Dr. Elizabeth M. Whelan offers some very sensible advice in her TCS column:
Consumers must be constantly skeptical of studies linking variable A with disease B, whether the news is potentially good (as was the coffee/liver cancer link) or just plain scary (many people in the early 1980s made a concerted effort to wean themselves from their coffee habit after the coffee/pancreatic cancer headlines appeared).
Personally, I blame the MSM.
None of this is to say that the media is entirely blameless; but personally, I blame the university system in this country. Or, rather, the pathetic, watered-down training in writing endemic outside of the very top schools (and they're not entirely blameless, either). The impression that these epidemiological correlations mean absolute causation comes from bad writing, combined with not-much-better reading skills. I, for one, am sick to death of attempts to make complicated things simple for the sake of the purported laziness of the reading public. As bad a book as The Davinci Code is, it is not one to be tackled by a lazy reader. Neither, at younger ages, are the Harry Potter books; or, at any age, The Lord of the Rings. Perhaps laziness sets in only when there isn't anything really to say (although perhaps Brown's tome is a counterexample!).
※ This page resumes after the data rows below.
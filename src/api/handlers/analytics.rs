//! Admin reporting handlers: click history, performance and CSV export.

use axum::{
    Json,
    extract::{Path, Query, State, rejection::QueryRejection},
    http::header,
    response::IntoResponse,
};
use chrono::Utc;

use crate::api::dto::clicks::{ClickItem, ClicksResponse, ItemsResponse};
use crate::api::dto::pagination::{
    ClicksQueryParams, DateFilterParams, ExportParams, ProductPerformanceParams,
};
use crate::application::services::ExportKind;
use crate::domain::repositories::{PartnerPerformance, ProductPerformance};
use crate::error::AppError;
use crate::state::AppState;

/// Paginated click history of one partner, newest first.
///
/// # Endpoint
///
/// `GET /api/affiliate/clicks/{partnerId}`
///
/// # Query Parameters
///
/// - `page` (optional): Page number (default: 1)
/// - `limit` (optional): Items per page (default: 20, max: 100)
/// - `startDate`, `endDate` (optional): RFC 3339 or `YYYY-MM-DD`
/// - `converted` (optional): `true` or `false`
pub async fn partner_clicks_handler(
    State(state): State<AppState>,
    Path(partner_id): Path<String>,
    params: Result<Query<ClicksQueryParams>, QueryRejection>,
) -> Result<Json<ClicksResponse>, AppError> {
    let Query(params) = params?;

    let page = state
        .analytics_service
        .get_partner_clicks(&partner_id, params.to_query()?)
        .await?;

    Ok(Json(ClicksResponse {
        items: page.items.into_iter().map(ClickItem::from).collect(),
        pagination: page.pagination,
    }))
}

/// Per-product clicks, conversions and revenue, most clicked first.
///
/// # Endpoint
///
/// `GET /api/affiliate/performance/products?startDate=&endDate=&partnerId=&limit=`
pub async fn product_performance_handler(
    State(state): State<AppState>,
    params: Result<Query<ProductPerformanceParams>, QueryRejection>,
) -> Result<Json<ItemsResponse<ProductPerformance>>, AppError> {
    let Query(params) = params?;
    let range = params.date_filter.to_range()?;

    let items = state
        .analytics_service
        .get_product_performance(range, params.partner_id, params.limit)
        .await?;

    Ok(Json(ItemsResponse { items }))
}

/// Per-partner totals, most clicked first.
///
/// # Endpoint
///
/// `GET /api/affiliate/performance/partners?startDate=&endDate=`
pub async fn partner_performance_handler(
    State(state): State<AppState>,
    params: Result<Query<DateFilterParams>, QueryRejection>,
) -> Result<Json<ItemsResponse<PartnerPerformance>>, AppError> {
    let Query(params) = params?;

    let items = state
        .analytics_service
        .get_partner_performance(params.to_range()?)
        .await?;

    Ok(Json(ItemsResponse { items }))
}

/// CSV download of clicks, conversions or product performance.
///
/// # Endpoint
///
/// `GET /api/affiliate/export?type=clicks|conversions|products&startDate=&endDate=`
///
/// `type` defaults to `clicks`. The body always starts with a header row.
pub async fn export_handler(
    State(state): State<AppState>,
    params: Result<Query<ExportParams>, QueryRejection>,
) -> Result<impl IntoResponse, AppError> {
    let Query(params) = params?;

    let kind = match params.kind.as_deref() {
        None | Some("") => ExportKind::Clicks,
        Some(kind) => kind.parse()?,
    };
    let range = params.date_filter.to_range()?;

    let csv = state
        .analytics_service
        .export_performance_data(range, kind)
        .await?;

    let filename = format!(
        "attachment; filename=\"affiliate-{kind}-{}.csv\"",
        Utc::now().format("%Y%m%d")
    );

    Ok((
        [
            (header::CONTENT_TYPE, "text/csv; charset=utf-8".to_string()),
            (header::CONTENT_DISPOSITION, filename),
        ],
        csv,
    ))
}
Dr. Whelan makes her point accurately, elegantly, and concisely. Without going into technical details for a nontechnical audience, she correctly distinguishes between correlations drawn from epidemiological data and causation. (That she doesn't go into the difference between empirical and epidemiological is more than excusable in this context!) More importantly, she does so without misstating anything. That is good writing. And one can hardly blame the MSM for endemic bad writingjust look at statutes, business plans, and just about any other document produced in an "official" capacity!